This is only a 5-channel image, but this type of approach may be very useful
for highly multiplexed images.

QuPath snapshot:

In [None]:
import matplotlib.pyplot as plt

plt.imshow(qupath_gateway.create_snapshot())
plt.axis(False)
plt.show()

## Fetch InstanSeg model

First, let's fetch the fluorescence InstanSeg model.

In [None]:
from instanseg import InstanSeg
instanseg = InstanSeg("fluorescence_nuclei_and_cells", image_reader= "tiffslide", verbosity=1)

## Requesting pixels from an annotation

Next, let's use the bounding box of the selected annotation to request pixels.

This is easy with a rectangular annotation, but for odd shapes you would need make the input or filter the output.

In [None]:
roi = gateway.getSelectedObject().getROI()
x = roi.getBoundsX()
y = roi.getBoundsY()
width = roi.getBoundsWidth()
height = roi.getBoundsHeight()
tile = qupath_server.read_region(downsample=1, x=x, y=y, width=width, height=height)

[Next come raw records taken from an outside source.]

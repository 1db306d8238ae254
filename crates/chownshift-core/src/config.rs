//! Shift configuration types.

use std::path::PathBuf;

use derive_builder::Builder;
use serde::{Deserialize, Serialize};

/// Configuration for one ownership shift run.
///
/// Built once from user input and never mutated afterwards; every pass of
/// the transaction reads it by reference.
#[derive(Debug, Clone, PartialEq, Eq, Builder, Serialize, Deserialize)]
#[builder(setter(into), build_fn(validate = "Self::validate"))]
pub struct ShiftConfig {
    /// Signed amount added to both the UID and the GID of every entry.
    pub offset: i64,

    /// File or directory to shift.
    pub target: PathBuf,

    /// Descend into directories.
    #[builder(default = "false")]
    #[serde(default)]
    pub recursive: bool,

    /// Restore the mode bits that chown clears (setuid, setgid).
    #[builder(default = "true")]
    #[serde(default = "default_true")]
    pub preserve_permissions: bool,

    /// Restore the `security.capability` extended attribute after chown.
    #[builder(default = "false")]
    #[serde(default)]
    pub preserve_capabilities: bool,

    /// Only run the simulate pass.
    #[builder(default = "false")]
    #[serde(default)]
    pub dry_run: bool,

    /// Report every simulated or applied change.
    #[builder(default = "false")]
    #[serde(default)]
    pub verbose: bool,
}

fn default_true() -> bool {
    true
}

impl ShiftConfigBuilder {
    fn validate(&self) -> Result<(), String> {
        if self.offset.is_none() {
            return Err("Offset is required".to_string());
        }
        if let Some(ref target) = self.target {
            if target.as_os_str().is_empty() {
                return Err("Target path cannot be empty".to_string());
            }
        } else {
            return Err("Target path is required".to_string());
        }
        Ok(())
    }
}

impl ShiftConfig {
    /// Create a new shift config builder.
    pub fn builder() -> ShiftConfigBuilder {
        ShiftConfigBuilder::default()
    }

    /// Create a config that shifts a single entry, preserving permissions.
    pub fn new(offset: i64, target: impl Into<PathBuf>) -> Self {
        Self {
            offset,
            target: target.into(),
            recursive: false,
            preserve_permissions: true,
            preserve_capabilities: false,
            dry_run: false,
            verbose: false,
        }
    }

    /// Whether change lines should be reported. A dry run always is.
    pub fn is_verbose(&self) -> bool {
        self.verbose || self.dry_run
    }
}

#[cfg(test)]
mod tests {
    use super::*;

    #[test]
    fn test_config_builder() {
        let config = ShiftConfig::builder()
            .offset(-1000i64)
            .target("/srv/rootfs")
            .recursive(true)
            .build()
            .unwrap();

        assert_eq!(config.offset, -1000);
        assert_eq!(config.target, PathBuf::from("/srv/rootfs"));
        assert!(config.recursive);
        assert!(config.preserve_permissions);
        assert!(!config.preserve_capabilities);
        assert!(!config.dry_run);
    }

    #[test]
    fn test_config_builder_requires_target() {
        let err = ShiftConfig::builder().offset(5i64).build().unwrap_err();
        assert!(err.to_string().contains("Target path is required"));

        let err = ShiftConfig::builder()
            .offset(5i64)
            .target("")
            .build()
            .unwrap_err();
        assert!(err.to_string().contains("cannot be empty"));
    }

    #[test]
    fn test_config_builder_requires_offset() {
        let err = ShiftConfig::builder().target("/tmp").build().unwrap_err();
        assert!(err.to_string().contains("Offset is required"));
    }

    #[test]
    fn test_dry_run_implies_verbose() {
        let mut config = ShiftConfig::new(10, "/tmp/file");
        assert!(!config.is_verbose());

        config.dry_run = true;
        assert!(config.is_verbose());
    }
}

from qubalab.display.plot import plotImage
_, ax = plt.subplots()
plotImage(ax, tile)

## Running InstanSeg

Now let's run InstanSeg! Here the InstanSeg Python package is handling tiling and merging for us, and provides us with two channels - one for nuclei and one for cell boundaries.

In [None]:
labeled_output = instanseg.eval_medium_image(image = tile, return_image_tensor=False)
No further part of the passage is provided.